Robust Error Handling: Automatically retries failed requests with configurable limits and delays.
Resource Management: Implements backpressure to prevent the request queue from growing too large and consuming excess memory.
Detailed Reporting: Provides real-time, color-coded console output of the status of each URL (Alive, Dead, Retry).
Structured Output: Saves processed results and failures cleanly to a CSV file.

How It Works

The script follows a pipeline architecture, decoupling the various stages of work for maximum efficiency.

[Input File] -> https://www.merriam-webster.com/dictionary/queue -> [Fetch Workers] -> [Network Result Queue] -> [CPU Process Workers] -> [Processed Result Queue] -> [Writer Worker] -> [Output CSV]
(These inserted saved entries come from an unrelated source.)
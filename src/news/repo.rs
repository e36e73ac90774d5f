use anyhow::Context;
use async_trait::async_trait;
use sqlx::{PgPool, Postgres, QueryBuilder};
use uuid::Uuid;

use crate::news::repo_types::{NewPost, Post, PostFilter, PostRow};

const POST_COLUMNS: &str = "id, title, slug, content, excerpt, date, read_time, category, tags, \
                            image, author_id, created_at, updated_at";

#[derive(Debug, thiserror::Error)]
pub enum StoreError {
    /// The unique index on `slug` rejected the write.
    #[error("slug {0:?} is already taken")]
    SlugTaken(String),
    /// The author row is gone (account removed while its token is still valid).
    #[error("author {0} does not exist")]
    UnknownAuthor(Uuid),
    #[error(transparent)]
    Other(#[from] anyhow::Error),
}

/// Persistence for news posts. Slug uniqueness is enforced by the store itself.
#[async_trait]
pub trait PostStore: Send + Sync {
    async fn list(&self, filter: &PostFilter) -> anyhow::Result<Vec<Post>>;
    async fn find_by_slug(&self, slug: &str) -> anyhow::Result<Option<Post>>;
    async fn find_by_id(&self, id: Uuid) -> anyhow::Result<Option<Post>>;
    /// Whether another post (not `exclude`) already uses `slug`.
    async fn slug_exists(&self, slug: &str, exclude: Option<Uuid>) -> anyhow::Result<bool>;
    /// Whether any post other than `exclude` references `image`.
    async fn image_in_use(&self, image: &str, exclude: Option<Uuid>) -> anyhow::Result<bool>;
    async fn insert(&self, post: NewPost) -> Result<Post, StoreError>;
    async fn update(&self, id: Uuid, post: NewPost) -> Result<Option<Post>, StoreError>;
    /// Returns the removed post, if there was one.
    async fn delete(&self, id: Uuid) -> anyhow::Result<Option<Post>>;
}

#[derive(Clone)]
pub struct PgPostStore {
    db: PgPool,
}

impl PgPostStore {
    pub fn new(db: PgPool) -> Self {
        Self { db }
    }
}

fn map_write_error(err: sqlx::Error, post: &NewPost, what: &'static str) -> StoreError {
    match &err {
        sqlx::Error::Database(db_err) if db_err.is_unique_violation() => {
            StoreError::SlugTaken(post.slug.clone())
        }
        sqlx::Error::Database(db_err) if db_err.is_foreign_key_violation() => {
            StoreError::UnknownAuthor(post.author)
        }
        _ => StoreError::Other(anyhow::Error::new(err).context(what)),
    }
}

#[async_trait]
impl PostStore for PgPostStore {
    async fn list(&self, filter: &PostFilter) -> anyhow::Result<Vec<Post>> {
        let mut qb: QueryBuilder<Postgres> = QueryBuilder::new("SELECT ");
        qb.push(POST_COLUMNS).push(" FROM posts WHERE TRUE");
        if let Some(category) = filter.category {
            qb.push(" AND category = ").push_bind(category.as_str());
        }
        if let Some(exclude) = filter.exclude {
            qb.push(" AND id <> ").push_bind(exclude);
        }
        qb.push(" ORDER BY date DESC, created_at DESC LIMIT ")
            .push_bind(filter.limit);

        let rows = qb
            .build_query_as::<PostRow>()
            .fetch_all(&self.db)
            .await
            .context("list posts")?;
        rows.into_iter().map(Post::try_from).collect()
    }

    async fn find_by_slug(&self, slug: &str) -> anyhow::Result<Option<Post>> {
        let row = sqlx::query_as::<_, PostRow>(&format!(
            "SELECT {POST_COLUMNS} FROM posts WHERE slug = $1"
        ))
        .bind(slug)
        .fetch_optional(&self.db)
        .await
        .context("find post by slug")?;
        row.map(Post::try_from).transpose()
    }

    async fn find_by_id(&self, id: Uuid) -> anyhow::Result<Option<Post>> {
        let row = sqlx::query_as::<_, PostRow>(&format!(
            "SELECT {POST_COLUMNS} FROM posts WHERE id = $1"
        ))
        .bind(id)
        .fetch_optional(&self.db)
        .await
        .context("find post by id")?;
        row.map(Post::try_from).transpose()
    }

    async fn slug_exists(&self, slug: &str, exclude: Option<Uuid>) -> anyhow::Result<bool> {
        let exists: bool = sqlx::query_scalar(
            r#"
            SELECT EXISTS(
                SELECT 1 FROM posts
                WHERE slug = $1 AND ($2::uuid IS NULL OR id <> $2)
            )
            "#,
        )
        .bind(slug)
        .bind(exclude)
        .fetch_one(&self.db)
        .await
        .context("check slug")?;
        Ok(exists)
    }

    async fn image_in_use(&self, image: &str, exclude: Option<Uuid>) -> anyhow::Result<bool> {
        let in_use: bool = sqlx::query_scalar(
            r#"
            SELECT EXISTS(
                SELECT 1 FROM posts
                WHERE image = $1 AND ($2::uuid IS NULL OR id <> $2)
            )
            "#,
        )
        .bind(image)
        .bind(exclude)
        .fetch_one(&self.db)
        .await
        .context("check image references")?;
        Ok(in_use)
    }

    async fn insert(&self, post: NewPost) -> Result<Post, StoreError> {
        let row = sqlx::query_as::<_, PostRow>(&format!(
            r#"
            INSERT INTO posts
                (title, slug, content, excerpt, date, read_time, category, tags, image, author_id)
            VALUES ($1, $2, $3, $4, $5, $6, $7, $8, $9, $10)
            RETURNING {POST_COLUMNS}
            "#
        ))
        .bind(&post.title)
        .bind(&post.slug)
        .bind(&post.content)
        .bind(&post.excerpt)
        .bind(post.date)
        .bind(&post.read_time)
        .bind(post.category.as_str())
        .bind(&post.tags)
        .bind(&post.image)
        .bind(post.author)
        .fetch_one(&self.db)
        .await
        .map_err(|e| map_write_error(e, &post, "insert post"))?;
        Ok(Post::try_from(row)?)
    }

    async fn update(&self, id: Uuid, post: NewPost) -> Result<Option<Post>, StoreError> {
        let row = sqlx::query_as::<_, PostRow>(&format!(
            r#"
            UPDATE posts SET
                title = $2, slug = $3, content = $4, excerpt = $5, date = $6,
                read_time = $7, category = $8, tags = $9, image = $10, author_id = $11,
                updated_at = now()
            WHERE id = $1
            RETURNING {POST_COLUMNS}
            "#
        ))
        .bind(id)
        .bind(&post.title)
        .bind(&post.slug)
        .bind(&post.content)
        .bind(&post.excerpt)
        .bind(post.date)
        .bind(&post.read_time)
        .bind(post.category.as_str())
        .bind(&post.tags)
        .bind(&post.image)
        .bind(post.author)
        .fetch_optional(&self.db)
        .await
        .map_err(|e| map_write_error(e, &post, "update post"))?;
        Ok(row.map(Post::try_from).transpose()?)
    }

    async fn delete(&self, id: Uuid) -> anyhow::Result<Option<Post>> {
        let row = sqlx::query_as::<_, PostRow>(&format!(
            "DELETE FROM posts WHERE id = $1 RETURNING {POST_COLUMNS}"
        ))
        .bind(id)
        .fetch_optional(&self.db)
        .await
        .context("delete post")?;
        row.map(Post::try_from).transpose()
    }
}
Load: URLs are loaded from the input file into an initial queue.
Fetch: Asynchronous workers pick URLs from the queue, fetch their content over the network, and place the results (or failures) into a network results queue.
Process: A pool of parallel processes picks successful network results, performs a CPU-heavy data processing task on the content, and places the final result into a processed results queue.
Write: A single asynchronous writer takes final results and writes them row-by-row to the output CSV file.

Prerequisites

Python 3.8 or newer
pip for installing packages

Installation

Clone the repository:

git clone https://github.com/0xWhoknows/URLFetchX.git
cd URLFetchX

Install the required packages: (Make sure you have a requirements.txt file in your project)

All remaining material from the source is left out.